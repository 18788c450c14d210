//! Per-frame inputs of the shot path and the planning steps run on them
//! before any register is touched.

use alloc::vec::Vec;

use crate::{
    config::{Mtnr0Config, TnrMode},
    dma::{ChannelRole, DmaParam, FrameGeometry},
    err::IspError,
    geometry::{
        RadialConfig, Size, StripeCrop, StripeInput, otf_margin_crop, resolve_stripe_crop,
        verify_l1_size,
    },
    osal::DmaAddr,
};

/// Channel requests and OTF switches of one frame.
#[derive(Debug, Clone, Default, PartialEq, Eq)]
pub struct ParamSet {
    pub stripe: StripeInput,
    /// Indexed by [`ChannelRole::index`].
    pub dma: [DmaParam; ChannelRole::COUNT],
    /// L1 input; must be half of L0 rounded up to even.
    pub cur_l1: Size,
    /// OTF weight input from MTNR1.
    pub otf_in: bool,
    /// OTF output towards MSNR L0.
    pub otf_out: bool,
    /// Internal stream generator instead of a real input.
    pub strgen: bool,
}

impl ParamSet {
    pub fn dma(&self, role: ChannelRole) -> &DmaParam {
        &self.dma[role.index()]
    }

    pub fn dma_mut(&mut self, role: ChannelRole) -> &mut DmaParam {
        &mut self.dma[role.index()]
    }

    fn set_cmd(&mut self, role: ChannelRole, on: bool) {
        self.dma_mut(role).cmd = on;
    }
}

/// Feedback buffers owned by the caller instead of the block.
#[derive(Debug, Clone, Copy, PartialEq, Eq, Default)]
pub struct ExternalFeedback {
    pub prev_image: DmaAddr,
    pub cur_image: DmaAddr,
    pub prev_weight: DmaAddr,
    pub cur_weight: DmaAddr,
}

/// Everything the frame scheduler hands over for one shot.
#[derive(Debug, Clone, Default)]
pub struct FrameRequest {
    pub instance: u32,
    pub fcount: u32,
    /// Buffers in this batch; 1 outside FRO.
    pub num_buffers: u32,
    pub cur_buf_index: u32,
    pub params: ParamSet,
    pub radial: RadialConfig,
    /// Base addresses per role, one per batch buffer. Only the current,
    /// L4, segmentation and motion-vector reads are taken from here.
    pub dva: [Vec<DmaAddr>; ChannelRole::COUNT],
    pub external_feedback: Option<ExternalFeedback>,
    /// Second pass of a recursive 2NR frame.
    pub recursive_nr_2nd: bool,
}

impl FrameRequest {
    pub fn new(instance: u32, fcount: u32, params: ParamSet) -> Self {
        Self {
            instance,
            fcount,
            num_buffers: 1,
            params,
            ..Default::default()
        }
    }

    pub fn with_dva(mut self, role: ChannelRole, addrs: &[DmaAddr]) -> Self {
        self.dva[role.index()] = addrs.to_vec();
        self
    }
}

/// Derives the channel enables from the mixer mode.
///
/// Requests of roles the mixer does not steer are kept as given.
pub fn derive_dma_cmds(params: &mut ParamSet, cfg: &Mtnr0Config) {
    use ChannelRole::*;

    if cfg.mixer_en {
        if cfg.still_en {
            params.set_cmd(RdmaPrevL0Wgt, true);
            params.set_cmd(WdmaPrevL0Wgt, true);
        } else {
            params.set_cmd(WdmaPrevL0Y, true);
            match cfg.mixer_mode {
                TnrMode::Prepare => {
                    params.set_cmd(RdmaMvGeomatch, false);
                    params.set_cmd(RdmaPrevL0Y, false);
                    params.set_cmd(RdmaPrevL0Wgt, false);
                    params.set_cmd(WdmaPrevL0Wgt, false);
                }
                TnrMode::First => {
                    params.set_cmd(RdmaPrevL0Y, true);
                    params.set_cmd(RdmaPrevL0Wgt, false);
                    params.set_cmd(WdmaPrevL0Wgt, true);
                }
                TnrMode::Normal => {
                    params.set_cmd(RdmaPrevL0Y, true);
                    params.set_cmd(RdmaPrevL0Wgt, true);
                    params.set_cmd(WdmaPrevL0Wgt, true);
                }
                TnrMode::Fusion => {}
            }

            if cfg.skip_wdma && cfg.mixer_mode == TnrMode::Normal {
                params.set_cmd(WdmaPrevL0Y, false);
                params.set_cmd(WdmaPrevL0Wgt, false);
            }
        }
    } else {
        params.set_cmd(RdmaPrevL0Y, false);
        params.set_cmd(RdmaPrevL0Wgt, false);
        params.set_cmd(RdmaMvGeomatch, false);
        params.set_cmd(WdmaPrevL0Y, false);
        params.set_cmd(WdmaPrevL0Wgt, false);
    }

    let prev = params.dma(RdmaPrevL0Y).cmd;
    params.set_cmd(RdmaPrevL0Y1, prev);

    let cur = if !cfg.mixer_en {
        Some(false)
    } else if cfg.still_en {
        Some(true)
    } else {
        match cfg.mixer_mode {
            TnrMode::Prepare => Some(false),
            TnrMode::First | TnrMode::Normal => Some(true),
            TnrMode::Fusion => None,
        }
    };
    if let Some(on) = cur {
        params.set_cmd(RdmaCurL4Y, on);
        params.otf_in = on;
    }
}

/// Size and crop registers of one frame, resolved up front.
#[derive(Debug, Clone, Copy, PartialEq, Eq)]
pub struct SizePlan {
    pub l0: Size,
    pub l1: Size,
    pub l4: Size,
    pub frame_width: u32,
    pub strip_enable: bool,
    pub strip_start_pos: u32,
    /// OTF clean-image crop `(x, width)`; bypassed unless a margin is cut.
    pub otf_crop: (u32, u32),
    pub otf_crop_bypass: bool,
    pub crop: StripeCrop,
    pub img_shift: u32,
}

impl SizePlan {
    /// Comp block width of the write channels, doubled.
    pub const STRIPE_ALIGN: u32 = 64;

    pub fn resolve(
        params: &ParamSet,
        cfg: &Mtnr0Config,
        otf_margin: Option<u32>,
    ) -> Result<Self, IspError> {
        let cur_l0 = params.dma(ChannelRole::RdmaCurL0Y);
        let cur_l4 = params.dma(ChannelRole::RdmaCurL4Y);
        let l0 = Size::new(cur_l0.width, cur_l0.height);
        let l4 = Size::new(cur_l4.width, cur_l4.height);

        if l0.w == 0 || l0.h == 0 {
            error!("[MTNR0] zero l0 input {}x{}", l0.w, l0.h);
            return Err(IspError::InvalidGeometry("zero l0 input"));
        }
        verify_l1_size(l0, params.cur_l1)?;

        let stripe = &params.stripe;
        let strip_enable = stripe.is_enabled();
        let frame_width = if strip_enable { stripe.full_width } else { l0.w };
        let strip_start_pos = stripe.start_pos();

        let (otf_crop, otf_crop_bypass) = match otf_margin {
            Some(margin) if strip_enable => (otf_margin_crop(l0.w, stripe, margin), false),
            _ => ((0, l0.w), true),
        };

        let crop = resolve_stripe_crop(frame_width, l0.w, stripe, Self::STRIPE_ALIGN);

        Ok(Self {
            l0,
            l1: params.cur_l1,
            l4,
            frame_width,
            strip_enable,
            strip_start_pos,
            otf_crop,
            otf_crop_bypass,
            crop,
            img_shift: 12u32.saturating_sub(cfg.img_l0_bit),
        })
    }

    /// Weight crop `(x, width)`, half of the image crop.
    pub fn weight_crop(&self) -> (u32, u32) {
        self.crop.weight()
    }

    /// Writes the resolved crop into the channel requests the builder reads.
    pub fn apply_dma_crops(&self, params: &mut ParamSet) {
        let margins = params.stripe.left_margin + params.stripe.right_margin;

        for role in [ChannelRole::WdmaPrevL0Y, ChannelRole::WdmaPrevL0Wgt] {
            let p = params.dma_mut(role);
            p.crop_offset_x = self.crop.start_x;
            p.crop_width = self.crop.width;
        }

        let cur = params.dma_mut(ChannelRole::RdmaCurL0Y);
        cur.crop_offset_x = self.strip_start_pos;
        cur.crop_width = self.crop.width + margins;
    }

    pub fn geometry(&self, stripe: StripeInput) -> FrameGeometry {
        FrameGeometry {
            frame_width: self.l0.w,
            frame_height: self.l0.h,
            stripe,
        }
    }
}

#[cfg(test)]
mod tests {
    use super::*;

    fn cmds(params: &ParamSet) -> [bool; ChannelRole::COUNT] {
        core::array::from_fn(|i| params.dma[i].cmd)
    }

    fn with_all_on() -> ParamSet {
        let mut p = ParamSet::default();
        for d in p.dma.iter_mut() {
            d.cmd = true;
        }
        p.otf_in = true;
        p
    }

    fn video(mode: TnrMode) -> Mtnr0Config {
        Mtnr0Config {
            mixer_en: true,
            mixer_mode: mode,
            ..Default::default()
        }
    }

    #[test]
    fn mixer_off_disables_feedback() {
        let mut p = with_all_on();
        derive_dma_cmds(&mut p, &Mtnr0Config::default());

        use ChannelRole::*;
        for role in [RdmaPrevL0Y, RdmaPrevL0Y1, RdmaPrevL0Wgt, RdmaMvGeomatch, WdmaPrevL0Y, WdmaPrevL0Wgt, RdmaCurL4Y] {
            assert!(!p.dma(role).cmd, "{role}");
        }
        assert!(p.dma(RdmaCurL0Y).cmd);
        assert!(p.dma(RdmaSegL0).cmd);
        assert!(!p.otf_in);
    }

    #[test]
    fn prepare_reads_nothing_back() {
        let mut p = with_all_on();
        derive_dma_cmds(&mut p, &video(TnrMode::Prepare));

        use ChannelRole::*;
        assert!(p.dma(WdmaPrevL0Y).cmd);
        assert!(!p.dma(WdmaPrevL0Wgt).cmd);
        assert!(!p.dma(RdmaPrevL0Y).cmd);
        assert!(!p.dma(RdmaPrevL0Y1).cmd);
        assert!(!p.dma(RdmaPrevL0Wgt).cmd);
        assert!(!p.dma(RdmaMvGeomatch).cmd);
        assert!(!p.dma(RdmaCurL4Y).cmd);
    }

    #[test]
    fn first_and_normal() {
        use ChannelRole::*;

        let mut p = ParamSet::default();
        derive_dma_cmds(&mut p, &video(TnrMode::First));
        assert!(p.dma(RdmaPrevL0Y).cmd && p.dma(RdmaPrevL0Y1).cmd);
        assert!(!p.dma(RdmaPrevL0Wgt).cmd);
        assert!(p.dma(WdmaPrevL0Y).cmd && p.dma(WdmaPrevL0Wgt).cmd);
        assert!(p.dma(RdmaCurL4Y).cmd && p.otf_in);

        let mut p = ParamSet::default();
        derive_dma_cmds(&mut p, &video(TnrMode::Normal));
        for role in [RdmaPrevL0Y, RdmaPrevL0Y1, RdmaPrevL0Wgt, WdmaPrevL0Y, WdmaPrevL0Wgt, RdmaCurL4Y] {
            assert!(p.dma(role).cmd, "{role}");
        }
    }

    #[test]
    fn skip_wdma_drops_writes_in_normal_only() {
        let mut cfg = video(TnrMode::Normal);
        cfg.skip_wdma = true;
        let mut p = ParamSet::default();
        derive_dma_cmds(&mut p, &cfg);
        assert!(!p.dma(ChannelRole::WdmaPrevL0Y).cmd);
        assert!(!p.dma(ChannelRole::WdmaPrevL0Wgt).cmd);
        assert!(p.dma(ChannelRole::RdmaPrevL0Y).cmd);

        cfg.mixer_mode = TnrMode::First;
        let mut p = ParamSet::default();
        derive_dma_cmds(&mut p, &cfg);
        assert!(p.dma(ChannelRole::WdmaPrevL0Y).cmd);
    }

    #[test]
    fn still_uses_weight_only() {
        let cfg = Mtnr0Config {
            mixer_en: true,
            still_en: true,
            ..Default::default()
        };
        let mut p = ParamSet::default();
        derive_dma_cmds(&mut p, &cfg);

        use ChannelRole::*;
        assert!(p.dma(RdmaPrevL0Wgt).cmd && p.dma(WdmaPrevL0Wgt).cmd);
        assert!(!p.dma(WdmaPrevL0Y).cmd);
        assert!(p.dma(RdmaCurL4Y).cmd);
    }

    #[test]
    fn fusion_keeps_requests() {
        let mut p = with_all_on();
        p.dma_mut(ChannelRole::RdmaPrevL0Wgt).cmd = false;
        let before = cmds(&p);
        derive_dma_cmds(&mut p, &video(TnrMode::Fusion));
        assert_eq!(cmds(&p), before);
        assert!(p.otf_in);
    }

    fn sized(w: u32, h: u32) -> ParamSet {
        let mut p = ParamSet::default();
        let cur = p.dma_mut(ChannelRole::RdmaCurL0Y);
        cur.width = w;
        cur.height = h;
        p.cur_l1 = Size::new(w.div_ceil(4) * 2, h.div_ceil(4) * 2);
        p
    }

    #[test]
    fn unstriped_plan_covers_frame() {
        let mut p = sized(1920, 1080);
        let plan = SizePlan::resolve(&p, &Mtnr0Config::default(), Some(16)).unwrap();
        assert!(!plan.strip_enable);
        assert_eq!(plan.frame_width, 1920);
        assert!(plan.otf_crop_bypass);
        assert_eq!(plan.crop, StripeCrop { start_x: 0, img_x: 0, width: 1920 });
        assert_eq!(plan.img_shift, 0);

        plan.apply_dma_crops(&mut p);
        assert_eq!(p.dma(ChannelRole::WdmaPrevL0Y).crop_width, 1920);
        assert_eq!(p.dma(ChannelRole::RdmaCurL0Y).crop_offset_x, 0);
        assert_eq!(p.dma(ChannelRole::RdmaCurL0Y).crop_width, 1920);
    }

    #[test]
    fn middle_stripe_plan() {
        let mut p = sized(1088, 544);
        p.stripe = StripeInput {
            index: 1,
            total_count: 3,
            start_pos_x: 900,
            full_width: 4000,
            left_margin: 64,
            right_margin: 64,
            ..Default::default()
        };
        let cfg = Mtnr0Config {
            img_l0_bit: 10,
            ..Default::default()
        };
        let plan = SizePlan::resolve(&p, &cfg, Some(16)).unwrap();
        assert_eq!(plan.frame_width, 4000);
        assert_eq!(plan.strip_start_pos, 900);
        assert!(!plan.otf_crop_bypass);
        assert_eq!(plan.otf_crop, (16, 1056));
        // 964 aligns down to 960; the 4 pixels pulled in stay in the crop.
        assert_eq!(plan.crop, StripeCrop { start_x: 960, img_x: 60, width: 964 });
        assert_eq!(plan.weight_crop(), (30, 482));
        assert_eq!(plan.img_shift, 2);

        plan.apply_dma_crops(&mut p);
        let wdma = p.dma(ChannelRole::WdmaPrevL0Wgt);
        assert_eq!((wdma.crop_offset_x, wdma.crop_width), (960, 964));
        let cur = p.dma(ChannelRole::RdmaCurL0Y);
        assert_eq!((cur.crop_offset_x, cur.crop_width), (900, 1092));
    }

    #[test]
    fn bad_l1_or_zero_l0_rejected() {
        let mut p = sized(1920, 1080);
        p.cur_l1 = Size::new(960, 538);
        let err = SizePlan::resolve(&p, &Mtnr0Config::default(), None).unwrap_err();
        assert!(err.is_configuration());

        let p = sized(0, 1080);
        assert!(SizePlan::resolve(&p, &Mtnr0Config::default(), None).is_err());
    }
}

-=-=-

:: Action item ::
Whenever a line in the records contains the word "instead", copy that line.

:: Your response ::
    /// Internal stream generator instead of a real input.
/// Feedback buffers owned by the caller instead of the block.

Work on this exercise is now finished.